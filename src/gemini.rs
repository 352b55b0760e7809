//! Gemini API client for the analyze endpoint
//!
//! One outbound `generateContent` call per request, no retries.
//! Uses a long-lived reqwest::Client for connection pooling.

use std::time::Duration;

use reqwest::Client;
use serde::{Deserialize, Serialize};
use tracing::{error, info};

use crate::analysis::TextGenerator;
use crate::config::Config;
use crate::error::ForecastError;
use crate::Result;

const SYSTEM_PROMPT: &str = r#"You are a personal finance assistant.

Guidelines:
- Ground every statement in the figures provided
- Be structured and concise
- Point out risks as well as opportunities
- Avoid recommending specific securities"#;

/// Reusable Gemini client (connection-pooled)
pub struct GeminiClient {
    client: Client,
    api_key: String,
    base_url: String,
    model_id: String,
}

impl GeminiClient {
    pub fn new(api_key: String, base_url: String, model_id: String) -> Result<Self> {
        let client = Client::builder()
            .pool_idle_timeout(Duration::from_secs(90))
            .pool_max_idle_per_host(8)
            .build()?;

        Ok(Self {
            client,
            api_key,
            base_url,
            model_id,
        })
    }

    pub fn from_config(config: &Config) -> Result<Self> {
        Self::new(
            config.gemini_api_key.clone(),
            config.gemini_base_url.clone(),
            config.model_id.clone(),
        )
    }

    fn ensure_key(&self) -> Result<()> {
        if self.api_key.is_empty() {
            return Err(ForecastError::Upstream(
                "GEMINI_API_KEY not configured".to_string(),
            ));
        }
        Ok(())
    }

    fn build_request(prompt: &str) -> GeminiRequest {
        GeminiRequest {
            contents: vec![Content {
                parts: vec![Part {
                    text: prompt.to_string(),
                }],
            }],
            generation_config: GenerationConfig {
                temperature: 0.3,
                top_p: 0.9,
                top_k: 40,
                max_output_tokens: 2048,
            },
            system_instruction: SystemInstruction {
                parts: vec![Part {
                    text: SYSTEM_PROMPT.to_string(),
                }],
            },
        }
    }
}

#[async_trait::async_trait]
impl TextGenerator for GeminiClient {
    fn model_id(&self) -> &str {
        &self.model_id
    }

    async fn generate(&self, prompt: &str) -> Result<String> {
        self.ensure_key()?;

        let url = format!("{}/models/{}:generateContent", self.base_url, self.model_id);
        let request = Self::build_request(prompt);

        info!(model = %self.model_id, "Calling Gemini API");

        let response = self
            .client
            .post(&url)
            .query(&[("key", self.api_key.as_str())])
            .json(&request)
            .send()
            .await
            .map_err(|e| {
                error!("Gemini API request failed: {}", e);
                ForecastError::Upstream(format!("Gemini API error: {}", e))
            })?;

        if !response.status().is_success() {
            let status = response.status();
            let error_text = response.text().await.unwrap_or_default();
            error!(%status, "Gemini API error response: {}", error_text);
            return Err(ForecastError::Upstream(format!(
                "Gemini API error ({}): {}",
                status, error_text
            )));
        }

        let gemini_response: GeminiResponse = response.json().await.map_err(|e| {
            error!("Failed to parse Gemini response: {}", e);
            ForecastError::Upstream(format!("Gemini parse error: {}", e))
        })?;

        let text = extract_text(&gemini_response)?;

        info!(
            finish_reason = ?gemini_response.candidates.first().and_then(|c| c.finish_reason.as_deref()),
            output_tokens = ?gemini_response.usage_metadata.as_ref().map(|u| u.candidates_token_count),
            "Gemini response received"
        );

        Ok(text)
    }

    async fn list_models(&self) -> Result<Vec<String>> {
        self.ensure_key()?;

        let url = format!("{}/models", self.base_url);
        let response = self
            .client
            .get(&url)
            .query(&[("key", self.api_key.as_str())])
            .send()
            .await
            .map_err(|e| ForecastError::Upstream(format!("Gemini API error: {}", e)))?;

        if !response.status().is_success() {
            let error_text = response.text().await.unwrap_or_default();
            return Err(ForecastError::Upstream(format!(
                "Gemini API error: {}",
                error_text
            )));
        }

        let listing: ModelList = response
            .json()
            .await
            .map_err(|e| ForecastError::Upstream(format!("Gemini parse error: {}", e)))?;

        Ok(listing.models.into_iter().map(|m| m.name).collect())
    }
}

/// Concatenate the text parts of the first candidate, trimmed
fn extract_text(response: &GeminiResponse) -> Result<String> {
    let candidate = response
        .candidates
        .first()
        .ok_or_else(|| ForecastError::Upstream("No response from Gemini API".to_string()))?;

    let text: String = candidate
        .content
        .parts
        .iter()
        .map(|p| p.text.as_str())
        .collect();

    let text = text.trim();
    if text.is_empty() {
        return Err(ForecastError::Upstream(
            "Empty response from Gemini".to_string(),
        ));
    }

    Ok(text.to_string())
}

#[derive(Debug, Serialize)]
#[serde(rename_all = "camelCase")]
struct GeminiRequest {
    contents: Vec<Content>,
    generation_config: GenerationConfig,
    system_instruction: SystemInstruction,
}

#[derive(Debug, Serialize, Deserialize)]
struct Content {
    #[serde(default)]
    parts: Vec<Part>,
}

#[derive(Debug, Serialize, Deserialize)]
struct Part {
    #[serde(default)]
    text: String,
}

#[derive(Debug, Serialize)]
#[serde(rename_all = "camelCase")]
struct GenerationConfig {
    temperature: f32,
    top_p: f32,
    top_k: i32,
    max_output_tokens: i32,
}

#[derive(Debug, Serialize)]
struct SystemInstruction {
    parts: Vec<Part>,
}

#[derive(Debug, Deserialize)]
#[serde(rename_all = "camelCase")]
struct GeminiResponse {
    #[serde(default)]
    candidates: Vec<Candidate>,
    usage_metadata: Option<UsageMetadata>,
}

#[derive(Debug, Deserialize)]
#[serde(rename_all = "camelCase")]
struct Candidate {
    content: Content,
    finish_reason: Option<String>,
}

#[derive(Debug, Deserialize)]
#[serde(rename_all = "camelCase")]
struct UsageMetadata {
    #[serde(default)]
    candidates_token_count: i32,
}

#[derive(Debug, Deserialize)]
struct ModelList {
    #[serde(default)]
    models: Vec<ModelInfo>,
}

#[derive(Debug, Deserialize)]
struct ModelInfo {
    name: String,
}
#[cfg(test)]
mod tests {
    use super::*;
    use axum::body::Body;
    use axum::http::{Method, Request, StatusCode};
    use tower::ServiceExt;

    /// Generator stub: fails when the prompt mentions "fail"
    struct StubGenerator;

    #[async_trait::async_trait]
    impl TextGenerator for StubGenerator {
        fn model_id(&self) -> &str {
            "stub-model"
        }

        async fn generate(&self, prompt: &str) -> Result<String> {
            if prompt.contains("fail") {
                return Err(ForecastError::Upstream("quota exceeded".to_string()));
            }
            Ok(format!("  summary of {} chars \n", prompt.len()))
        }

        async fn list_models(&self) -> Result<Vec<String>> {
            Err(ForecastError::Upstream("API key not valid".to_string()))
        }
    }

    fn router() -> Router {
        let config = Config {
            model_id: "test-model".to_string(),
            start_month: Some(MonthCalendar::new(2024, 1).unwrap()),
            ..Config::default()
        };
        create_router(ApiState::new(config, Arc::new(StubGenerator)))
    }

    async fn send(method: Method, uri: &str, body: &str) -> (StatusCode, Value) {
        let request = Request::builder()
            .method(method)
            .uri(uri)
            .header("content-type", "application/json")
            .body(Body::from(body.to_string()))
            .unwrap();

        let response = router().oneshot(request).await.unwrap();
        let status = response.status();
        let bytes = axum::body::to_bytes(response.into_body(), usize::MAX)
            .await
            .unwrap();
        let json = serde_json::from_slice(&bytes).unwrap_or(Value::Null);
        (status, json)
    }

    async fn post_json(uri: &str, body: &str) -> (StatusCode, Value) {
        send(Method::POST, uri, body).await
    }

    #[tokio::test]
    async fn test_health() {
        let (status, body) = send(Method::GET, "/health", "").await;
        assert_eq!(status, StatusCode::OK);
        assert_eq!(body, json!({ "ok": true, "model": "test-model" }));
    }

    #[tokio::test]
    async fn test_forecast_defaults() {
        let (status, body) = post_json("/forecast", "").await;
        assert_eq!(status, StatusCode::OK);

        let series = body["series"].as_array().unwrap();
        assert_eq!(series.len(), 120);
        assert_eq!(series[0], json!({ "period": "2024-01", "value": 0.0 }));
    }

    #[tokio::test]
    async fn test_forecast_with_rate_and_start_month() {
        let (status, body) = post_json(
            "/forecast",
            r#"{"monthlySaving": "1000", "months": 12, "annualReturnRate": 0.05, "startMonth": "2030-06"}"#,
        )
        .await;
        assert_eq!(status, StatusCode::OK);

        let series = body["series"].as_array().unwrap();
        assert_eq!(series.len(), 12);
        assert_eq!(series[0]["period"], "2030-06");
        assert_eq!(series[11]["period"], "2031-05");
        assert!(series[11]["value"].as_f64().unwrap() > 12_000.0);
    }

    #[tokio::test]
    async fn test_forecast_validation() {
        let (status, body) = post_json("/forecast", r#"{"monthlySaving": -5}"#).await;
        assert_eq!(status, StatusCode::BAD_REQUEST);
        assert_eq!(body["error"], "monthlySaving must be >= 0");

        let (status, _) = post_json("/forecast", r#"{"months": 0}"#).await;
        assert_eq!(status, StatusCode::BAD_REQUEST);

        let (status, _) = post_json("/forecast", r#"{"months": "ten"}"#).await;
        assert_eq!(status, StatusCode::BAD_REQUEST);

        let (status, _) = post_json("/forecast", "{broken").await;
        assert_eq!(status, StatusCode::BAD_REQUEST);
    }

    #[tokio::test]
    async fn test_loan_payoff() {
        let (status, body) = post_json(
            "/loan-payoff",
            r#"{"principal": 1200, "annualInterestRate": 0.12, "monthlyEmi": 110}"#,
        )
        .await;
        assert_eq!(status, StatusCode::OK);

        let timeline = body["timeline"].as_array().unwrap();
        assert_eq!(timeline.len(), 12);
        assert_eq!(timeline[0], json!({ "month": "2024-01", "remaining": 1102.0 }));
        assert_eq!(timeline[11]["remaining"], 0.0);
        assert_eq!(body["monthsToPayoff"], 12);
    }

    #[tokio::test]
    async fn test_loan_payoff_insufficient_emi() {
        let (status, body) = post_json(
            "/loan-payoff",
            r#"{"principal": 1200, "annualInterestRate": 0.12, "monthlyEmi": 12}"#,
        )
        .await;
        assert_eq!(status, StatusCode::BAD_REQUEST);
        assert!(body["error"]
            .as_str()
            .unwrap()
            .contains("payment insufficient to cover interest"));
        assert!(body.get("timeline").is_none());
    }

    #[tokio::test]
    async fn test_loan_payoff_missing_field() {
        let (status, body) =
            post_json("/loan-payoff", r#"{"principal": 1200, "monthlyEmi": 110}"#).await;
        assert_eq!(status, StatusCode::BAD_REQUEST);
        assert_eq!(body["error"], "'annualInterestRate' is required");
    }

    #[tokio::test]
    async fn test_retirement_defaults() {
        let (status, body) = post_json("/retirement", r#"{"monthlyContribution": 500}"#).await;
        assert_eq!(status, StatusCode::OK);

        assert_eq!(body["months"], 360);
        assert_eq!(body["series"].as_array().unwrap().len(), 360);
        assert!(body["corpus"].as_f64().unwrap() > 180_000.0);
        assert_eq!(body["totalContributions"], 180_000.0);
    }

    #[tokio::test]
    async fn test_retirement_alias_and_months() {
        let (status, body) = post_json(
            "/retirement",
            r#"{"currentSavings": 1000, "annualReturn": 0.0, "months": 6}"#,
        )
        .await;
        assert_eq!(status, StatusCode::OK);
        assert_eq!(body["corpus"], 1000.0);
        assert_eq!(body["series"].as_array().unwrap().len(), 6);
    }

    #[tokio::test]
    async fn test_retirement_invalid_ages() {
        let (status, body) =
            post_json("/retirement", r#"{"currentAge": 60, "retirementAge": 55}"#).await;
        assert_eq!(status, StatusCode::BAD_REQUEST);
        assert!(body["error"].as_str().unwrap().contains("retirementAge"));

        let (status, _) = post_json("/retirement", r#"{"currentAge": -3}"#).await;
        assert_eq!(status, StatusCode::BAD_REQUEST);
    }

    #[tokio::test]
    async fn test_retirement_age_gap_overflow() {
        let (status, body) =
            post_json("/retirement", r#"{"currentAge": 0, "retirementAge": 357913942}"#).await;
        assert_eq!(status, StatusCode::BAD_REQUEST);
        assert!(body["error"].as_str().unwrap().contains("retirementAge"));
        assert!(body.get("series").is_none());
    }

    #[tokio::test]
    async fn test_start_month_too_late_rejected() {
        let (status, body) = post_json(
            "/forecast",
            r#"{"monthlySaving": 100, "months": 12, "startMonth": "262142-06"}"#,
        )
        .await;
        assert_eq!(status, StatusCode::BAD_REQUEST);
        assert!(body["error"].as_str().unwrap().contains("262142-06"));
    }

    #[tokio::test]
    async fn test_metrics() {
        let (status, body) = post_json(
            "/metrics",
            r#"{"monthlyIncome": 50000, "monthlyExpenses": 30000, "assets": 200000, "liabilities": 10000}"#,
        )
        .await;
        assert_eq!(status, StatusCode::OK);
        assert_eq!(body["healthScore"], 100);
        assert_eq!(body["savingsRate"], 40.0);
    }

    #[tokio::test]
    async fn test_analyze() {
        let (status, body) = post_json(
            "/analyze",
            r#"{"prompt": "How am I doing?", "context": {"assets": 10}}"#,
        )
        .await;
        assert_eq!(status, StatusCode::OK);

        let result = body["result"].as_str().unwrap();
        assert!(result.starts_with("summary of"));
        assert!(!result.ends_with('\n'));
    }

    #[tokio::test]
    async fn test_analyze_requires_input() {
        let (status, body) = post_json("/analyze", r#"{"prompt": "  ", "context": {}}"#).await;
        assert_eq!(status, StatusCode::BAD_REQUEST);
        assert_eq!(body["error"], "Provide 'prompt' or 'context'");
    }

    #[tokio::test]
    async fn test_analyze_upstream_failure() {
        let (status, body) = post_json("/analyze", r#"{"prompt": "please fail"}"#).await;
        assert_eq!(status, StatusCode::INTERNAL_SERVER_ERROR);
        assert_eq!(body, json!({ "error": "quota exceeded" }));
    }

    #[tokio::test]
    async fn test_health_ignores_collaborator_failure() {
        let (status, _) = send(Method::GET, "/list-models", "").await;
        assert_eq!(status, StatusCode::INTERNAL_SERVER_ERROR);

        let (status, body) = send(Method::GET, "/health", "").await;
        assert_eq!(status, StatusCode::OK);
        assert_eq!(body["ok"], true);
    }
}
use finance_forecast_server::{
    api::{start_server, ApiState},
    config::Config,
    gemini::GeminiClient,
};
use std::sync::Arc;
use tracing::{info, warn};
use tracing_subscriber::EnvFilter;

#[tokio::main]
async fn main() -> Result<(), Box<dyn std::error::Error>> {
    // Initialize tracing
    tracing_subscriber::fmt()
        .with_env_filter(
            EnvFilter::try_from_default_env().unwrap_or_else(|_| EnvFilter::new("info")),
        )
        .init();

    // Load environment variables
    dotenv::dotenv().ok();

    let config = Config::from_env()?;

    if !config.has_api_key() {
        warn!("⚠️  GEMINI_API_KEY not set in .env, /analyze will fail until it is configured");
        warn!("📌 See .env.example for setup instructions");
    }

    info!("🚀 Finance Forecast Service - API Server");
    info!("📍 Port: {}", config.port);
    info!("🤖 Model: {}", config.model_id);

    let generator = Arc::new(GeminiClient::from_config(&config)?);
    let port = config.port;
    let state = ApiState::new(config, generator);

    info!("📡 Starting API server...");

    start_server(state, port).await?;

    Ok(())
}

**PROMPT**:
Would you copy every line of the entries that includes the word "startMonth"?

**RESPONSE TO THE EXERCISE**:
            r#"{"monthlySaving": "1000", "months": 12, "annualReturnRate": 0.05, "startMonth": "2030-06"}"#,
            r#"{"monthlySaving": 100, "months": 12, "startMonth": "262142-06"}"#,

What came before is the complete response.